GIVEN DATA:
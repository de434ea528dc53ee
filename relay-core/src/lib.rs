//! # relay-core
//!
//! Shared types for the relay chat system: the JSON wire events
//! exchanged over the websocket and the common error type used by
//! both the server and the probe client.

pub mod error;
pub mod message;

pub use error::{RelayError, RelayResult};
pub use message::{ClientEvent, ServerEvent, UserSummary};

/// Path the server accepts websocket upgrades on.
pub const CHAT_PATH: &str = "/chat";
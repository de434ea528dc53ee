//! Relay server - websocket chat relay daemon.

mod config;
mod handler;
mod hub;
mod session;

pub use config::ServerConfig;
pub use handler::Server;
pub use hub::Hub;

use std::net::SocketAddr;

use relay_core::RelayResult;

#[tokio::main]
async fn main() -> RelayResult<()> {
    tracing_subscriber::fmt::init();

    let bind_addr: SocketAddr = std::env::args()
        .nth(1)
        .unwrap_or_else(|| "127.0.0.1:8080".to_string())
        .parse()
        .expect("Invalid bind address");

    let config = ServerConfig::with_addr(bind_addr);
    let server = Server::bind(config).await?;
    server.run().await
}
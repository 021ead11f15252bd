//! Input Screening
//!
//! Raw surface input is screened before it reaches the controller:
//! oversized lines and control characters are rejected outright, and
//! commands must look like commands.
//!
//! This is separate from answer validation. A screened message can still be
//! a wrong answer; an unscreened one never reaches the questionnaire.

use serde::{Deserialize, Serialize};

/// Configuration limits for the Conductor
#[derive(Clone, Debug, PartialEq, Eq, Serialize, Deserialize)]
pub struct ConductorLimits {
    /// Maximum size of a single message in bytes (default: 4KB)
    pub max_message_size: usize,
    /// Maximum command arguments (default: 4)
    pub max_command_args: usize,
}

impl Default for ConductorLimits {
    fn default() -> Self {
        Self {
            max_message_size: 4 * 1024,
            max_command_args: 4,
        }
    }
}

/// Result of input screening
#[derive(Clone, Debug, PartialEq, Eq)]
pub enum ValidationResult {
    /// Input is acceptable
    Valid,
    /// Input is rejected with reason
    Invalid(String),
}

impl ValidationResult {
    /// Check if the result indicates valid input
    pub fn is_valid(&self) -> bool {
        matches!(self, Self::Valid)
    }

    /// Get the error message if invalid
    pub fn error_message(&self) -> Option<&str> {
        match self {
            Self::Valid => None,
            Self::Invalid(msg) => Some(msg),
        }
    }
}

/// Screens user messages and commands from surfaces
#[derive(Clone, Debug, Default)]
pub struct InputValidator {
    limits: ConductorLimits,
}

impl InputValidator {
    /// Create a new input validator with the given limits
    pub fn new(limits: ConductorLimits) -> Self {
        Self { limits }
    }

    /// Screen a user message
    pub fn validate_message(&self, content: &str) -> ValidationResult {
        if content.len() > self.limits.max_message_size {
            return ValidationResult::Invalid(format!(
                "Message too large: {} bytes (max: {})",
                content.len(),
                self.limits.max_message_size
            ));
        }

        if content
            .chars()
            .any(|c| c.is_control() && c != '\t' && c != '\r' && c != '\n')
        {
            return ValidationResult::Invalid(
                "Message contains invalid control characters".to_string(),
            );
        }

        ValidationResult::Valid
    }

    /// Screen a user command
    pub fn validate_command(&self, command: &str, args: &[String]) -> ValidationResult {
        if command.is_empty() {
            return ValidationResult::Invalid("Empty command name".to_string());
        }

        if command.len() > 32 {
            return ValidationResult::Invalid("Command name too long".to_string());
        }

        if !command
            .chars()
            .all(|c| c.is_alphanumeric() || c == '-' || c == '_')
        {
            return ValidationResult::Invalid(
                "Command name contains invalid characters".to_string(),
            );
        }

        if args.len() > self.limits.max_command_args {
            return ValidationResult::Invalid(format!(
                "Too many command arguments: {} (max: {})",
                args.len(),
                self.limits.max_command_args
            ));
        }

        if let Some(i) = args
            .iter()
            .position(|arg| arg.len() > self.limits.max_message_size)
        {
            return ValidationResult::Invalid(format!("Argument {i} too long"));
        }

        ValidationResult::Valid
    }

    /// Get the current limits
    pub fn limits(&self) -> &ConductorLimits {
        &self.limits
    }
}
use crate::backend::{CredentialError, ModelClientConfig, DEFAULT_API_KEY_VAR, DEFAULT_MODEL};
use crate::config::ConfigSource;
use crate::controller::{AnswerOutcome, Controller, ControllerError, RestartDecision, CLOSING_MESSAGE};
use crate::estimator::EstimateParams;
use crate::events::{SurfaceCapabilities, SurfaceEvent, SurfaceType};
use crate::messages::{ConductorMessage, ConductorState, EventId, MessageId, NotifyLevel, SessionId};
use crate::security::{ConductorLimits, InputValidator, ValidationResult};
use crate::session::{Phase, SessionState};

/// Commands understood by [`Conductor::handle_event`]
pub const HELP_TEXT: &str = "Available commands: /help, /restart, /quit";

/// Conductor configuration
#[derive(Clone, Debug)]
pub struct ConductorConfig {
    /// Language model identifier (reported, never queried)
    pub model: String,
    /// Environment variable holding the API key
    pub api_key_var: String,
    /// Estimate constants
    pub estimate: EstimateParams,
    /// Security limits
    pub limits: ConductorLimits,
    /// Config file the values were read from, if any
    pub config_file_path: Option<PathBuf>,
    /// Highest-priority source that contributed a value
    pub source: ConfigSource,
}

impl Default for ConductorConfig {
    fn default() -> Self {
        Self {
            model: DEFAULT_MODEL.to_string(),
            api_key_var: DEFAULT_API_KEY_VAR.to_string(),
            estimate: EstimateParams::default(),
            limits: ConductorLimits::default(),
            config_file_path: None,
            source: ConfigSource::Default,
        }
    }
}

/// The Conductor - headless orchestration core
pub struct Conductor {
    /// Configuration
    config: ConductorConfig,
    /// Questionnaire state machine
    controller: Controller,
    /// Current session
    session: SessionState,
    /// Resolved model client configuration
    credential: Option<ModelClientConfig>,
    /// Current operational state
    state: ConductorState,
    /// Channel to send messages to UI surface
    tx: mpsc::Sender<ConductorMessage>,
    /// Connected surface info
    surface_type: Option<SurfaceType>,
    surface_capabilities: Option<SurfaceCapabilities>,
    /// Number of history entries already sent to the surface
    published: usize,
    /// First entry of the transcript the surface is showing
    published_head: Option<MessageId>,
    /// Input validator for surface events
    input_validator: InputValidator,
}
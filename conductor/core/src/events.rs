//! Surface Events
//!
//! Events sent from UI surfaces to the Conductor. Surfaces report what the
//! user did; the Conductor decides what it means.

use serde::{Deserialize, Serialize};

use crate::messages::EventId;

/// Events from UI Surface to Conductor
#[derive(Clone, Debug, Serialize, Deserialize)]
pub enum SurfaceEvent {
    // ============================================
    // Connection Events
    // ============================================
    /// Surface connected to Conductor
    Connected {
        /// Event ID for acknowledgment
        event_id: EventId,
        /// Surface type identifier
        surface_type: SurfaceType,
        /// Surface capabilities
        capabilities: SurfaceCapabilities,
    },

    /// Surface disconnecting gracefully
    Disconnected {
        /// Event ID for acknowledgment
        event_id: EventId,
        /// Reason for disconnect (optional)
        reason: Option<String>,
    },

    /// Surface window/viewport resized
    Resized {
        /// Event ID for acknowledgment
        event_id: EventId,
        /// New width (in surface-specific units)
        width: u32,
        /// New height (in surface-specific units)
        height: u32,
    },

    // ============================================
    // User Input Events
    // ============================================
    /// User submitted a line of text
    UserMessage {
        /// Event ID for acknowledgment
        event_id: EventId,
        /// The raw text
        content: String,
    },

    /// User executed a command (e.g., /help, /restart)
    UserCommand {
        /// Event ID for acknowledgment
        event_id: EventId,
        /// Command name (without leading /)
        command: String,
        /// Command arguments
        args: Vec<String>,
    },

    // ============================================
    // Lifecycle Events
    // ============================================
    /// User requested quit
    QuitRequested {
        /// Event ID for acknowledgment
        event_id: EventId,
    },
}

impl SurfaceEvent {
    /// Generate a new event ID for this event
    pub fn new_event_id() -> EventId {
        use std::sync::atomic::{AtomicU64, Ordering};
        static COUNTER: AtomicU64 = AtomicU64::new(0);
        let id = COUNTER.fetch_add(1, Ordering::SeqCst);
        EventId(format!("evt_{id}"))
    }

    /// Get the event ID
    pub fn event_id(&self) -> &EventId {
        match self {
            Self::Connected { event_id, .. }
            | Self::Disconnected { event_id, .. }
            | Self::Resized { event_id, .. }
            | Self::UserMessage { event_id, .. }
            | Self::UserCommand { event_id, .. }
            | Self::QuitRequested { event_id } => event_id,
        }
    }

    /// Build a user message event, splitting `/command args` lines into commands
    pub fn from_input_line(line: &str) -> Self {
        let event_id = Self::new_event_id();
        let trimmed = line.trim();
        if let Some(rest) = trimmed.strip_prefix('/') {
            let mut parts = rest.split_whitespace();
            if let Some(command) = parts.next() {
                return Self::UserCommand {
                    event_id,
                    command: command.to_lowercase(),
                    args: parts.map(str::to_string).collect(),
                };
            }
        }
        Self::UserMessage {
            event_id,
            content: line.to_string(),
        }
    }
}

/// Type of UI surface
#[derive(Clone, Debug, PartialEq, Eq, Serialize, Deserialize)]
pub enum SurfaceType {
    /// Terminal UI (ratatui/crossterm)
    Tui,
    /// Line-mode terminal (stdin/stdout)
    Repl,
    /// Headless (for testing/automation)
    Headless,
    /// Custom surface type
    Custom(String),
}

impl SurfaceType {
    /// Human-readable name
    pub fn name(&self) -> &str {
        match self {
            Self::Tui => "Terminal",
            Self::Repl => "Line mode",
            Self::Headless => "Headless",
            Self::Custom(name) => name,
        }
    }
}

/// Capabilities that a surface can support
#[derive(Clone, Debug, Default, Serialize, Deserialize)]
pub struct SurfaceCapabilities {
    /// Can display colored text
    pub color: bool,
    /// Can handle mouse/touch input
    pub pointer_input: bool,
    /// Maximum text width (0 = unlimited)
    pub max_width: u32,
}

impl SurfaceCapabilities {
    /// Create capabilities for a standard TUI
    pub fn tui() -> Self {
        Self {
            color: true,
            pointer_input: true,
            max_width: 0,
        }
    }

    /// Create capabilities for the line-mode terminal
    pub fn repl() -> Self {
        Self {
            color: false,
            pointer_input: false,
            max_width: 0,
        }
    }

    /// Create minimal capabilities for headless/testing
    pub fn headless() -> Self {
        Self {
            color: false,
            pointer_input: false,
            max_width: 80,
        }
    }
}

TASK: From the first line of the listing above through the line that contains "pub use config::ServerConfig;", retype every line exactly, and write nothing else.

TASK OUTPUT:
repository de434ea528dc53ee
filename relay-core/src/lib.rs
//! # relay-core
//!
//! Shared types for the relay chat system: the JSON wire events
//! exchanged over the websocket and the common error type used by
//! both the server and the probe client.

pub mod error;
pub mod message;

pub use error::{RelayError, RelayResult};
pub use message::{ClientEvent, ServerEvent, UserSummary};

/// Path the server accepts websocket upgrades on.
pub const CHAT_PATH: &str = "/chat";
repository de434ea528dc53ee
//! Relay server - websocket chat relay daemon.

mod config;
mod handler;
mod hub;
mod session;

pub use config::ServerConfig;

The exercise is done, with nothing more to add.